An interesting example of the need to maintain networks of ponds, even in the most highly protected sites, comes from Doñana National Park, Iberia’s largest wetland – and an iconic pondscape. The decline of the Doñana ponds is well-known and a conservation cause celebre. A recent paper highlights the critical threat to the amphibians of this highly protected area. In 2003-2004, 6 species of amphibian were present across more than 50% of the area studied by Díaz-Paniagua and colleagues. In contrast, 18 years later, this was the case for only two species, Pelophylax perezi and Hyla meridionalis. Declines were greatest for Epidalea calamita, followed by Pelobates cultripesTriturus pygmaeus, and Lissotriton boscai. The mean number of species per sampling unit dropped from 4.3 to 3.1. To preserve Doñana’s amphibian community, the park’s pond network must be restored, which implies reducing regional groundwater overexploitation. The availability of temporary and permanent ponds in Doñana is determined by rainfall, the sandy substrate, and the ground waters that sustain these wetlands. Climate change and aquifer overexploitation are jointly drying up ponds in Doñana, reducing the extent and hydroperiod even of permanent or semipermanent ponds to the point that terrestrial vegetation (e.g., pines, heath, rockroses) is colonising what used to be pond basins just a few years ago.

There are many examples of the importance of ponds for endangered species and new evidence suggests that endangered Little Brown Bats in North America may also benefit from ponds. Working in the Yukon in Canada Kukka et al. (2024) assessed the use of ponds along an urban-rural gradient by Little Brown Bats. Using ultrasonic detectors to survey 99 ponds they found that virtually all (98%) of the ponds were used by the bats. Bats selected more isolated ponds and there was less bat activity at ponds surrounded by open water and wetland habitat which the research team did not expect. They concluded that ponds surrounded by additional wetland habitat may have been too exposed for bats at high latitudes, where nights are short and not completely dark. Isolated ponds that are darker, such as those surrounded by mature forest, may be particularly valuable for little brown bats by helping them to avoid predators while foraging.

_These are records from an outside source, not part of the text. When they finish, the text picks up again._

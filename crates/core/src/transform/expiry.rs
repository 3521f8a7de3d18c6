//! Expiry enrichment for delivery-failure records.
//!
//! Failure records embed their creation time in the sort key
//! (`FAIL#2023-01-01T00:00:00Z`). The enricher validates the key attributes
//! and writes an `expiry` attribute (unix seconds) so the store's TTL sweeper
//! removes the record once the retention window has passed.

use chrono::{DateTime, NaiveDateTime, TimeDelta, Utc};
use serde_json::Value;

use super::{ItemTransformer, RetentionOutOfRange, ValidationError};
use crate::storage::keys::{EXPIRY_ATTRIBUTE, KEY_SEPARATOR, PARTITION_KEY, SORT_KEY};
use crate::storage::Item;

/// Days a failure record is kept before it expires.
pub const DEFAULT_RETENTION_DAYS: i64 = 60;
/// Longest accepted retention window (100 years).
pub const MAX_RETENTION_DAYS: i64 = 36_500;

/// Naive timestamp layouts accepted when the sort key carries no offset.
const NAIVE_FORMATS: &[&str] = &["%Y-%m-%dT%H:%M:%S%.f", "%Y-%m-%dT%H:%M:%S"];

/// Validates failure records and derives their expiration attribute.
#[derive(Debug, Clone, PartialEq, Eq)]
pub struct ExpiryEnricher {
    attribute: String,
    retention: TimeDelta,
}

impl Default for ExpiryEnricher {
    fn default() -> Self {
        Self {
            attribute: EXPIRY_ATTRIBUTE.to_string(),
            retention: TimeDelta::days(DEFAULT_RETENTION_DAYS),
        }
    }
}

impl ExpiryEnricher {
    pub fn new(attribute: impl Into<String>, retention: TimeDelta) -> Self {
        Self {
            attribute: attribute.into(),
            retention,
        }
    }

    /// Sets the retention window in days, between 1 and [`MAX_RETENTION_DAYS`].
    pub fn with_retention_days(mut self, days: i64) -> Result<Self, RetentionOutOfRange> {
        self.retention = Some(days)
            .filter(|days| (1..=MAX_RETENTION_DAYS).contains(days))
            .and_then(TimeDelta::try_days)
            .ok_or(RetentionOutOfRange {
                days,
                max: MAX_RETENTION_DAYS,
            })?;
        Ok(self)
    }

    pub fn attribute(&self) -> &str {
        &self.attribute
    }

    pub fn retention(&self) -> TimeDelta {
        self.retention
    }

    /// `floor(timestamp in seconds) + retention in seconds`.
    pub fn expiry_for(&self, timestamp: DateTime<Utc>) -> i64 {
        timestamp
            .timestamp()
            .saturating_add(self.retention.num_seconds())
    }
}

impl ItemTransformer for ExpiryEnricher {
    fn transform(&self, mut item: Item) -> Result<Item, ValidationError> {
        require_string(&item, PARTITION_KEY)?;
        let sk = require_string(&item, SORT_KEY)?;
        let timestamp = parse_sort_key_timestamp(sk)?;

        let expiry = self.expiry_for(timestamp);
        item.insert(self.attribute.clone(), Value::from(expiry));
        Ok(item)
    }
}

/// Extracts the timestamp embedded in a `<prefix>#<timestamp>` sort key.
///
/// The first segment after the prefix that parses as an ISO-8601 timestamp
/// wins; naive timestamps are read as UTC.
pub fn parse_sort_key_timestamp(sk: &str) -> Result<DateTime<Utc>, ValidationError> {
    let mut segments = sk.split(KEY_SEPARATOR);
    let prefix = segments.next().unwrap_or_default();
    let rest: Vec<&str> = segments.collect();

    if prefix.is_empty() || rest.is_empty() {
        return Err(ValidationError::MalformedSortKey { sk: sk.to_string() });
    }

    rest.iter()
        .find_map(|segment| parse_timestamp(segment))
        .ok_or_else(|| ValidationError::MissingTimestamp { sk: sk.to_string() })
}

fn parse_timestamp(value: &str) -> Option<DateTime<Utc>> {
    if let Ok(parsed) = DateTime::parse_from_rfc3339(value) {
        return Some(parsed.with_timezone(&Utc));
    }
    NAIVE_FORMATS
        .iter()
        .find_map(|format| NaiveDateTime::parse_from_str(value, format).ok())
        .map(|naive| naive.and_utc())
}

fn require_string<'a>(item: &'a Item, attribute: &'static str) -> Result<&'a str, ValidationError> {
    match item.get(attribute) {
        None | Some(Value::Null) => Err(ValidationError::MissingAttribute(attribute)),
        Some(Value::String(value)) if value.is_empty() => Err(ValidationError::InvalidAttribute {
            attribute,
            reason: "empty string".to_string(),
        }),
        Some(Value::String(value)) => Ok(value.as_str()),
        Some(other) => Err(ValidationError::InvalidAttribute {
            attribute,
            reason: format!("expected a string, found {other}"),
        }),
    }
}
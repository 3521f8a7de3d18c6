//! Maintenance configuration loaded from environment variables.

use std::env;
use std::time::Duration;

use eip_core::backoff::{BackoffPolicy, DEFAULT_MAX_ATTEMPTS};
use eip_core::transform::{DEFAULT_RETENTION_DAYS, MAX_RETENTION_DAYS};

/// Default table holding delivery-failure records.
pub const DEFAULT_FAILURES_TABLE: &str = "eip-delivery-failures";
/// Default number of items evaluated per scan page.
pub const DEFAULT_PAGE_SIZE: u32 = 100;
const DEFAULT_BACKOFF_INITIAL_MS: u64 = 1000;

/// Settings shared by the maintenance routines.
#[derive(Debug, Clone, PartialEq, Eq)]
pub struct MaintenanceConfig {
    /// Table holding failure records (default: "eip-delivery-failures")
    pub table_name: String,
    /// Items evaluated per scan page (default: 100)
    pub page_size: u32,
    /// First backoff wait in milliseconds (default: 1000)
    pub backoff_initial_ms: u64,
    /// Throttled attempts before giving up (default: 10)
    pub backoff_max_attempts: u32,
    /// Days a failure record is retained (default: 60)
    pub retention_days: i64,
}

impl MaintenanceConfig {
    /// Load configuration from environment variables.
    ///
    /// Environment variables:
    /// - `EIP_FAILURES_TABLE` - Failure records table (default: "eip-delivery-failures")
    /// - `EIP_SCAN_PAGE_SIZE` - Items per scan page (default: 100)
    /// - `EIP_BACKOFF_INITIAL_MS` - First backoff wait (default: 1000)
    /// - `EIP_BACKOFF_MAX_ATTEMPTS` - Attempt ceiling (default: 10)
    /// - `EIP_FAILURE_RETENTION_DAYS` - Retention window (default: 60)
    pub fn from_env() -> Self {
        Self::from_lookup(|name| env::var(name).ok())
    }

    /// Load configuration from an arbitrary variable lookup.
    pub fn from_lookup(lookup: impl Fn(&str) -> Option<String>) -> Self {
        Self {
            table_name: lookup("EIP_FAILURES_TABLE")
                .filter(|v| !v.trim().is_empty())
                .unwrap_or_else(|| DEFAULT_FAILURES_TABLE.to_string()),
            page_size: lookup("EIP_SCAN_PAGE_SIZE")
                .and_then(|v| v.parse().ok())
                .filter(|&v| v > 0)
                .unwrap_or(DEFAULT_PAGE_SIZE),
            backoff_initial_ms: lookup("EIP_BACKOFF_INITIAL_MS")
                .and_then(|v| v.parse().ok())
                .unwrap_or(DEFAULT_BACKOFF_INITIAL_MS),
            backoff_max_attempts: lookup("EIP_BACKOFF_MAX_ATTEMPTS")
                .and_then(|v| v.parse().ok())
                .filter(|&v| v > 0)
                .unwrap_or(DEFAULT_MAX_ATTEMPTS),
            retention_days: lookup("EIP_FAILURE_RETENTION_DAYS")
                .and_then(|v| v.parse().ok())
                .filter(|v| (1..=MAX_RETENTION_DAYS).contains(v))
                .unwrap_or(DEFAULT_RETENTION_DAYS),
        }
    }

    /// Backoff policy built from the configured delay and attempt ceiling.
    pub fn backoff_policy(&self) -> BackoffPolicy {
        BackoffPolicy::default()
            .with_initial_delay(Duration::from_millis(self.backoff_initial_ms))
            .with_max_attempts(self.backoff_max_attempts)
    }
}
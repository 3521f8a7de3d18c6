use thiserror::Error;

use crate::storage::StoreError;

/// Errors that abort a maintenance run.
#[derive(Debug, Error, Clone, PartialEq, Eq)]
pub enum MaintenanceError {
    #[error("{operation} on '{table}' gave up after {attempts} throttled attempts: {last_error}")]
    RetriesExhausted {
        operation: &'static str,
        table: String,
        attempts: u32,
        last_error: StoreError,
    },

    #[error("Batch of {size} items exceeds the store limit of {limit}")]
    BatchTooLarge { size: usize, limit: usize },

    #[error(transparent)]
    Store(#[from] StoreError),
}

/// Result type alias for maintenance operations.
pub type Result<T> = std::result::Result<T, MaintenanceError>;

Finally, a very practical approach to protecting pond biota: make ponds on the top of low hills which ensure they are not directly connected to adjacent freshwaters. In New South Wales, Australia, work to protect the threatened Green and Golden Bell Frog (Litoria aurea) from the invasive Eastern Mosquitofish (Gambusia holbrooki) has taken a novel approach. Because Gambusia moves between aquatic systems during floods, Gould et al. (2024) set out to determine whether constructing ponds on elevated plots were less likely to be colonized by fish. Gambusia presence was monitored at 50 ponds which comprised 24 constructed ponds, 19 of which were on elevated plots, along with 26 historic ponds already present prior to the study. None of the ponds constructed on elevated plots were ever colonized by Gambusia during the study period, while most (three out of five) constructed at lower elevation and historical ponds (25 out of 26) were. The results showed clearly that plateau ponds provided a safe haven for the endangered amphibian, in an otherwise highly disturbed and damaged industrial landscape. Elevation difference, rather than proximity to Eastern Mosquitofish sources, was the key driver preventing colonisation. There are a variety of situations where ponds benefit from isolation and this adds another example.